Sunday, January 29, 2012
Cold mosque, warm hearts
Upon waking at 3am from a twelve hour sleep, there was really no excuse not to go to Sultan Ahmet Mosque for fajr. So I headed out into the quiet streets. After making some pretty poor attempts at night photography, I headed into the masjid. Almost immediately a little black and white cat sprang into view. Spotting me, she wasted no time in approaching and curling herself around my legs, seeking warmth in the freezing cold.
I entered the inner courtyard and she bounded across in front of me, scaling the shelves outside the entrance to the prayer area, playing madly. She approached again as I sat to remove my boots, attracted by the rustling plastic bag I had produced from my coat pocket. I was so surprised when she jumped up on my lap and began enthusiastically snuggling in. We sat like that for awhile until I noticed others arriving and entering the mosque.
As I tried to shift the cat to stand up, she braced her little legs, not wanting to be moved. I let her sit a bit longer and asked the security guard about her. His English was not great but I managed to ascertain that the cat lived behind the Sultan Ahmet Mosque and is not a stray, but well fed and looked after. She certainly looked it- she was quite rotund and her coat was extremely clean and shiny, unlike many of the cats seen in the streets here.
As I finally ejected the cat and entered the mosque (the cat entered too by the way!) I noticed a woman making thikr at the back, not behind the screen though. I went and stood there too, and made a couple of cycles of prayer. After we had sat for awhile like that she stood up and began to speak to me in Turkish and to gesture. I recited my usual "Fazla Turkce bilyorum" (I don't speak much Turkish), then "Inglis". I guessed that she was saying, "It's cold here, let's move" so I nodded and followed her behind the screen were there were several more warm bodies.

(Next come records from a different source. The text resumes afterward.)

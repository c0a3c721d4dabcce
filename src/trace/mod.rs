//! Invocation tracing subsystem.
//!
//! # Data Flow
//! ```text
//! caller → Traced::call(args)
//!     → render.rs (args → JSON) → TraceEvent::enter → sink.rs
//!     → original callable
//!     → outcome.rs: Ready(result)  → exit/error event now
//!                   Deferred(fut)  → exit/error event when fut resolves
//!     → caller receives the original result, error or panic unchanged
//! ```
//!
//! # Design Decisions
//! - Explicit wrapping (`Tracer::wrap`) instead of annotations
//! - Sync vs deferred is decided per call by the `Outcome` discriminant
//! - The sink is injected; there is no global logger
//! - Disabled tracing calls straight through and emits nothing

pub mod event;
pub mod invocation;
pub mod outcome;
pub mod render;
pub mod sink;

pub use event::{Direction, Payload, Severity, TraceEvent};
pub use invocation::{Traced, Tracer, UNKNOWN_NAME};
pub use outcome::{IntoOutcome, Outcome};
pub use render::PayloadRenderer;
pub use sink::{MemorySink, TraceSink, TracingSink};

The woman was very, very sweet. She looked a bit like my Mum-in-law actually. She carried a small prayer rug and made sure to share it with me.
The fajr prayer was beautiful: it was wonderful to hear the Imam recite, I felt filled with the Qur'an from head to toe.
The one and only reason I sat through 45 minutes of the Imam's lengthy post-fajr talk, in Turkish, was because I hoped to have a conversation with the kind woman afterwards. Finally, however, I was cold almost to shivering point and, regrettably, needed to move on. I wondered how long the Imam would actually talk for and how long the women would sit, praying, rocking gently, and murmuring quiet "amins" and thikr in the searing cold. I shared a warm farewell with the kind woman and left the mosque, affixing my almost permanent scarf/niqab across my face and hurrying back to the hotel and the physical comforts of air conditioning, coffee and fresh omelette.